- [Task item]: Within the listing below, please copy exactly the lines between the line holding "let dispatcher = Dispatcher::subscribe(&mut" and the line holding "pub fn sent(&mut", inclusive.

- [Given data]:
// Shared helpers for integration tests: an in-memory scene and a scripted game server.
#![allow(dead_code)]

use futures_util::{SinkExt, StreamExt};
use game_client::domain::EntityId;
use game_client::interface_adapters::{ChannelTransport, EventFrame};
use game_client::use_cases::{Dispatcher, InboundEvent, OutboundEvent, SceneContext};
use serde_json::Value;
use tokio::net::TcpListener;
use tokio::sync::mpsc;
use tokio::task::JoinHandle;
use tokio_tungstenite::tungstenite::Message;

// Scene wired to a bounded outbound channel, the way the runtime wires it.
pub struct TestScene {
    pub ctx: SceneContext,
    pub dispatcher: Dispatcher,
    pub outbound: mpsc::Receiver<OutboundEvent>,
}

impl TestScene {
    // Build the context, subscribe the dispatcher and discard its start-up output.
    pub fn new(own_id: &str) -> Self {
        let (tx, outbound) = mpsc::channel(256);
        let transport = Box::new(ChannelTransport::new(tx));
        let mut ctx = SceneContext::new(EntityId::from(own_id), transport);
        let dispatcher = Dispatcher::subscribe(&mut ctx);
        ctx.render.drain();
        let mut scene = Self {
            ctx,
            dispatcher,
            outbound,
        };
        scene.sent();
        scene
    }

    pub fn receive(&mut self, name: &str, args: Vec<Value>) {
        self.dispatcher
            .dispatch(&mut self.ctx, &InboundEvent::new(name, args));
    }

    // Everything emitted since the last call.
    pub fn sent(&mut self) -> Vec<OutboundEvent> {
        let mut events = Vec::new();
        while let Ok(event) = self.outbound.try_recv() {
            events.push(event);
        }
        events
    }
}

// Game server stand-in bound to an ephemeral port; serves exactly one client.
pub struct FakeServer {
    pub url: String,
    // Frames the client sent, in order.
    pub received: mpsc::UnboundedReceiver<EventFrame>,
    _task: JoinHandle<()>,
}

impl FakeServer {
    // `opening` goes out right after the upgrade; `after_init` answers `requestInitialize`.
    pub async fn start(
        opening: Vec<EventFrame>,
        after_init: Vec<EventFrame>,
        close_after_init: bool,
    ) -> Self {
        // Bind to an ephemeral port to avoid collisions with local services.
        let listener = TcpListener::bind("127.0.0.1:0")
            .await
            .expect("bind ephemeral test port");
        let addr = listener.local_addr().expect("get local addr");
        let (received_tx, received) = mpsc::unbounded_channel();

        let task = tokio::spawn(async move {
            let (stream, _) = listener.accept().await.expect("accept client");
            let mut ws = tokio_tungstenite::accept_async(stream)
                .await
                .expect("websocket upgrade");

            for frame in &opening {
                send_frame(&mut ws, frame).await;
            }

            let mut after_init = Some(after_init);
            while let Some(Ok(message)) = ws.next().await {
                let Message::Text(text) = message else {
                    continue;
                };
                let frame: EventFrame =
                    serde_json::from_str(text.as_str()).expect("client sends event frames");
                let is_init = frame.event == "requestInitialize";
                let _ = received_tx.send(frame);

                if is_init {
                    if let Some(script) = after_init.take() {
                        for frame in &script {
                            send_frame(&mut ws, frame).await;
                        }
                        if close_after_init {
                            let _ = ws.close(None).await;
                        }
                    }
                }
            }
        });

        Self {
            url: format!("ws://{addr}/ws"),
            received,
            _task: task,
        }
    }

    pub fn received_now(&mut self) -> Vec<EventFrame> {
        let mut frames = Vec::new();
        while let Ok(frame) = self.received.try_recv() {
            frames.push(frame);
        }
        frames
    }
}

async fn send_frame<S>(ws: &mut S, frame: &EventFrame)
where
    S: SinkExt<Message> + Unpin,
{
    let text = serde_json::to_string(frame).expect("frame serializes");
    let _ = ws.send(Message::text(text)).await;
}

pub fn frame(event: &str, args: Vec<Value>) -> EventFrame {
    EventFrame::new(event, args)
}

- [Output for this exercise]:
        let dispatcher = Dispatcher::subscribe(&mut ctx);
        ctx.render.drain();
        let mut scene = Self {
            ctx,
            dispatcher,
            outbound,
        };
        scene.sent();
        scene
    }

    pub fn receive(&mut self, name: &str, args: Vec<Value>) {
        self.dispatcher
            .dispatch(&mut self.ctx, &InboundEvent::new(name, args));
    }

    // Everything emitted since the last call.
    pub fn sent(&mut self) -> Vec<OutboundEvent> {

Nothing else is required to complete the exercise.